> [WHAT TO WORK ON]
Reply with each record repeated exactly.

> [EXTRACTED ENTRIES]
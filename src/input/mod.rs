//! Input sources for the sensor bridge.
//!
//! Current input sources:
//! - `http`: JSON documents fetched from a sensor endpoint

pub mod http;
#[cfg(test)]
pub(crate) mod stub;

pub use http::{DocumentSource, HttpSource};
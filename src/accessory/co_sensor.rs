//! Carbon monoxide accessory.
//!
//! Exposes a CarbonMonoxideSensor service with CarbonMonoxideDetected and
//! CarbonMonoxideLevel. A missing CO field reads as NaN; a path that cannot
//! be followed to its last segment reads as 0.

use super::{AccessoryInfo, SensorSource};
use crate::config::CoSensorConfig;
use crate::error::Result;
use crate::host::{Characteristic, Reading, ServiceKind};
use crate::input::DocumentSource;
use crate::sensors::{DottedPath, exceeds};
use async_trait::async_trait;
use log::{debug, info, warn};
use serde_json::Value;
use std::sync::Arc;

pub const MODEL: &str = "CO_Sensor";

const CHARACTERISTICS: &[(ServiceKind, Characteristic)] = &[
    (
        ServiceKind::CarbonMonoxideSensor,
        Characteristic::CarbonMonoxideDetected,
    ),
    (
        ServiceKind::CarbonMonoxideSensor,
        Characteristic::CarbonMonoxideLevel,
    ),
];

/// Evaluated CO state for one document.
#[derive(Debug, Clone, Copy, PartialEq)]
pub struct CoState {
    pub level: f64,
    pub detected: bool,
}

pub struct CoSensor {
    info: AccessoryInfo,
    source: Arc<dyn DocumentSource>,
    threshold: f64,
    co_level_path: DottedPath,
}

impl CoSensor {
    pub fn new(config: &CoSensorConfig, source: Arc<dyn DocumentSource>) -> Self {
        Self {
            info: AccessoryInfo::new(&config.name, MODEL),
            source,
            threshold: config.threshold(),
            co_level_path: config.co_level_path(),
        }
    }

    /// CO level from `document`.
    ///
    /// A missing leaf reads as NaN; a path that breaks off before the leaf
    /// reads as 0.
    pub fn co_level(&self, document: &Value) -> f64 {
        match self.co_level_path.resolve_number(document) {
            Ok(level) => level,
            Err(e) => {
                warn!("[{}] Failed to extract CO level from data: {}", self.info.name, e);
                0.0
            }
        }
    }

    pub fn evaluate(&self, document: &Value) -> CoState {
        let level = self.co_level(document);
        CoState {
            level,
            detected: exceeds(level, self.threshold),
        }
    }
}

#[async_trait]
impl SensorSource for CoSensor {
    fn info(&self) -> &AccessoryInfo {
        &self.info
    }

    fn characteristics(&self) -> &'static [(ServiceKind, Characteristic)] {
        CHARACTERISTICS
    }

    async fn sample(&self) -> Result<Vec<Reading>> {
        let document = self.source.fetch().await.inspect_err(|e| {
            debug!("[{}] GET {} failed: {}", self.info.name, self.source.describe(), e);
        })?;
        let state = self.evaluate(&document);
        info!("[{}] CO level: {}", self.info.name, state.level);

        Ok(vec![
            Reading::new(
                ServiceKind::CarbonMonoxideSensor,
                Characteristic::CarbonMonoxideDetected,
                state.detected,
            ),
            Reading::new(
                ServiceKind::CarbonMonoxideSensor,
                Characteristic::CarbonMonoxideLevel,
                state.level,
            ),
        ])
    }
}

#[cfg(test)]
mod tests {
    use super::*;
    use crate::host::CharacteristicValue;
    use crate::input::stub::StubSource;
    use serde_json::json;

    fn sensor(config: CoSensorConfig, doc: Value) -> CoSensor {
        CoSensor::new(&config, Arc::new(StubSource::document(doc)))
    }

    fn value_of(readings: &[Reading], characteristic: Characteristic) -> CharacteristicValue {
        readings
            .iter()
            .find(|r| r.characteristic == characteristic)
            .map(|r| r.value.clone())
            .unwrap()
    }

    #[tokio::test]
    async fn test_level_above_threshold_is_detected() {
        let co = sensor(
            CoSensorConfig::new("Kitchen", "http://h/"),
            json!({"co_level": 45}),
        );
        let readings = co.sample().await.unwrap();

        assert_eq!(
            value_of(&readings, Characteristic::CarbonMonoxideLevel),
            CharacteristicValue::Float(45.0)
        );
        assert_eq!(
            value_of(&readings, Characteristic::CarbonMonoxideDetected),
            CharacteristicValue::Bool(true)
        );
    }

    #[test]
    fn test_level_equal_to_threshold_is_not_detected() {
        let co = sensor(CoSensorConfig::new("Kitchen", "http://h/"), json!({}));
        let state = co.evaluate(&json!({"co_level": 30}));
        assert_eq!(state.level, 30.0);
        assert!(!state.detected);
    }

    #[test]
    fn test_missing_level_field_is_nan() {
        let co = sensor(CoSensorConfig::new("Kitchen", "http://h/"), json!({}));
        let state = co.evaluate(&json!({"other": 99}));
        assert!(state.level.is_nan());
        assert!(!state.detected);

        let state = co.evaluate(&json!({"co_level": null}));
        assert!(state.level.is_nan());
        assert!(!state.detected);
    }

    #[test]
    fn test_missing_intermediate_falls_back_to_zero() {
        let config = CoSensorConfig {
            co_level_path: Some("sensor.co".to_string()),
            ..CoSensorConfig::new("Kitchen", "http://h/")
        };
        let co = sensor(config, json!({}));

        let state = co.evaluate(&json!({"other": 99}));
        assert_eq!(state, CoState { level: 0.0, detected: false });

        let state = co.evaluate(&json!({"sensor": {}}));
        assert!(state.level.is_nan());
    }

    #[test]
    fn test_zero_fallback_detects_below_negative_threshold() {
        let config = CoSensorConfig {
            threshold: Some(-1.0),
            co_level_path: Some("sensor.co".to_string()),
            ..CoSensorConfig::new("Kitchen", "http://h/")
        };
        let co = sensor(config, json!({}));
        assert!(co.evaluate(&json!({"sensor": null})).detected);
    }

    #[tokio::test]
    async fn test_non_numeric_level_is_nan_and_not_detected() {
        let co = sensor(
            CoSensorConfig::new("Kitchen", "http://h/"),
            json!({"co_level": "abc"}),
        );
        let readings = co.sample().await.unwrap();

        let level = value_of(&readings, Characteristic::CarbonMonoxideLevel);
        assert!(level.as_f64().unwrap().is_nan());
        assert_eq!(
            value_of(&readings, Characteristic::CarbonMonoxideDetected),
            CharacteristicValue::Bool(false)
        );
    }

    #[test]
    fn test_custom_nested_path() {
        let config = CoSensorConfig {
            co_level_path: Some("sensor.co.value".to_string()),
            threshold: Some(10.0),
            ..CoSensorConfig::new("Kitchen", "http://h/")
        };
        let co = sensor(config, json!({}));
        let state = co.evaluate(&json!({"sensor": {"co": {"value": "12.5"}}}));
        assert_eq!(state, CoState { level: 12.5, detected: true });
    }
}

> [SOLUTION BELOW]
filename src/input/mod.rs
//! Input sources for the sensor bridge.
//!
//! Current input sources:
//! - `http`: JSON documents fetched from a sensor endpoint

pub mod http;
#[cfg(test)]
pub(crate) mod stub;

pub use http::{DocumentSource, HttpSource};
filename src/accessory/co_sensor.rs
//! Carbon monoxide accessory.
//!
//! Exposes a CarbonMonoxideSensor service with CarbonMonoxideDetected and
//! CarbonMonoxideLevel. A missing CO field reads as NaN; a path that cannot
//! be followed to its last segment reads as 0.

use super::{AccessoryInfo, SensorSource};
use crate::config::CoSensorConfig;
use crate::error::Result;
use crate::host::{Characteristic, Reading, ServiceKind};
use crate::input::DocumentSource;
use crate::sensors::{DottedPath, exceeds};
use async_trait::async_trait;
use log::{debug, info, warn};
use serde_json::Value;
use std::sync::Arc;

pub const MODEL: &str = "CO_Sensor";

const CHARACTERISTICS: &[(ServiceKind, Characteristic)] = &[
    (
        ServiceKind::CarbonMonoxideSensor,
        Characteristic::CarbonMonoxideDetected,
    ),
    (
        ServiceKind::CarbonMonoxideSensor,
        Characteristic::CarbonMonoxideLevel,
    ),
];

/// Evaluated CO state for one document.
#[derive(Debug, Clone, Copy, PartialEq)]
pub struct CoState {
    pub level: f64,
    pub detected: bool,
}

pub struct CoSensor {
    info: AccessoryInfo,
    source: Arc<dyn DocumentSource>,
    threshold: f64,
    co_level_path: DottedPath,
}

impl CoSensor {
    pub fn new(config: &CoSensorConfig, source: Arc<dyn DocumentSource>) -> Self {
        Self {
            info: AccessoryInfo::new(&config.name, MODEL),
            source,
            threshold: config.threshold(),
            co_level_path: config.co_level_path(),
        }
    }

    /// CO level from `document`.
    ///
    /// A missing leaf reads as NaN; a path that breaks off before the leaf
    /// reads as 0.
    pub fn co_level(&self, document: &Value) -> f64 {
        match self.co_level_path.resolve_number(document) {
            Ok(level) => level,
            Err(e) => {
                warn!("[{}] Failed to extract CO level from data: {}", self.info.name, e);
                0.0
            }
        }
    }

    pub fn evaluate(&self, document: &Value) -> CoState {
        let level = self.co_level(document);
        CoState {
            level,
            detected: exceeds(level, self.threshold),
        }
    }
}

#[async_trait]
impl SensorSource for CoSensor {
    fn info(&self) -> &AccessoryInfo {
        &self.info
    }

    fn characteristics(&self) -> &'static [(ServiceKind, Characteristic)] {
        CHARACTERISTICS
    }

    async fn sample(&self) -> Result<Vec<Reading>> {
        let document = self.source.fetch().await.inspect_err(|e| {
            debug!("[{}] GET {} failed: {}", self.info.name, self.source.describe(), e);
        })?;
        let state = self.evaluate(&document);
        info!("[{}] CO level: {}", self.info.name, state.level);

        Ok(vec![
            Reading::new(
                ServiceKind::CarbonMonoxideSensor,
                Characteristic::CarbonMonoxideDetected,
                state.detected,
            ),
            Reading::new(
                ServiceKind::CarbonMonoxideSensor,
                Characteristic::CarbonMonoxideLevel,
                state.level,
            ),
        ])
    }
}

#[cfg(test)]
mod tests {
    use super::*;
    use crate::host::CharacteristicValue;
    use crate::input::stub::StubSource;
    use serde_json::json;

    fn sensor(config: CoSensorConfig, doc: Value) -> CoSensor {
        CoSensor::new(&config, Arc::new(StubSource::document(doc)))
    }

    fn value_of(readings: &[Reading], characteristic: Characteristic) -> CharacteristicValue {
        readings
            .iter()
            .find(|r| r.characteristic == characteristic)
            .map(|r| r.value.clone())
            .unwrap()
    }

    #[tokio::test]
    async fn test_level_above_threshold_is_detected() {
        let co = sensor(
            CoSensorConfig::new("Kitchen", "http://h/"),
            json!({"co_level": 45}),
        );
        let readings = co.sample().await.unwrap();

        assert_eq!(
            value_of(&readings, Characteristic::CarbonMonoxideLevel),
            CharacteristicValue::Float(45.0)
        );
        assert_eq!(
            value_of(&readings, Characteristic::CarbonMonoxideDetected),
            CharacteristicValue::Bool(true)
        );
    }

    #[test]
    fn test_level_equal_to_threshold_is_not_detected() {
        let co = sensor(CoSensorConfig::new("Kitchen", "http://h/"), json!({}));
        let state = co.evaluate(&json!({"co_level": 30}));
        assert_eq!(state.level, 30.0);
        assert!(!state.detected);
    }

    #[test]
    fn test_missing_level_field_is_nan() {
        let co = sensor(CoSensorConfig::new("Kitchen", "http://h/"), json!({}));
        let state = co.evaluate(&json!({"other": 99}));
        assert!(state.level.is_nan());
        assert!(!state.detected);

        let state = co.evaluate(&json!({"co_level": null}));
        assert!(state.level.is_nan());
        assert!(!state.detected);
    }

    #[test]
    fn test_missing_intermediate_falls_back_to_zero() {
        let config = CoSensorConfig {
            co_level_path: Some("sensor.co".to_string()),
            ..CoSensorConfig::new("Kitchen", "http://h/")
        };
        let co = sensor(config, json!({}));

        let state = co.evaluate(&json!({"other": 99}));
        assert_eq!(state, CoState { level: 0.0, detected: false });

        let state = co.evaluate(&json!({"sensor": {}}));
        assert!(state.level.is_nan());
    }

    #[test]
    fn test_zero_fallback_detects_below_negative_threshold() {
        let config = CoSensorConfig {
            threshold: Some(-1.0),
            co_level_path: Some("sensor.co".to_string()),
            ..CoSensorConfig::new("Kitchen", "http://h/")
        };
        let co = sensor(config, json!({}));
        assert!(co.evaluate(&json!({"sensor": null})).detected);
    }

    #[tokio::test]
    async fn test_non_numeric_level_is_nan_and_not_detected() {
        let co = sensor(
            CoSensorConfig::new("Kitchen", "http://h/"),
            json!({"co_level": "abc"}),
        );
        let readings = co.sample().await.unwrap();

        let level = value_of(&readings, Characteristic::CarbonMonoxideLevel);
        assert!(level.as_f64().unwrap().is_nan());
        assert_eq!(
            value_of(&readings, Characteristic::CarbonMonoxideDetected),
            CharacteristicValue::Bool(false)
        );
    }

    #[test]
    fn test_custom_nested_path() {
        let config = CoSensorConfig {
            co_level_path: Some("sensor.co.value".to_string()),
            threshold: Some(10.0),
            ..CoSensorConfig::new("Kitchen", "http://h/")
        };
        let co = sensor(config, json!({}));
        let state = co.evaluate(&json!({"sensor": {"co": {"value": "12.5"}}}));
        assert_eq!(state, CoState { level: 12.5, detected: true });
    }
}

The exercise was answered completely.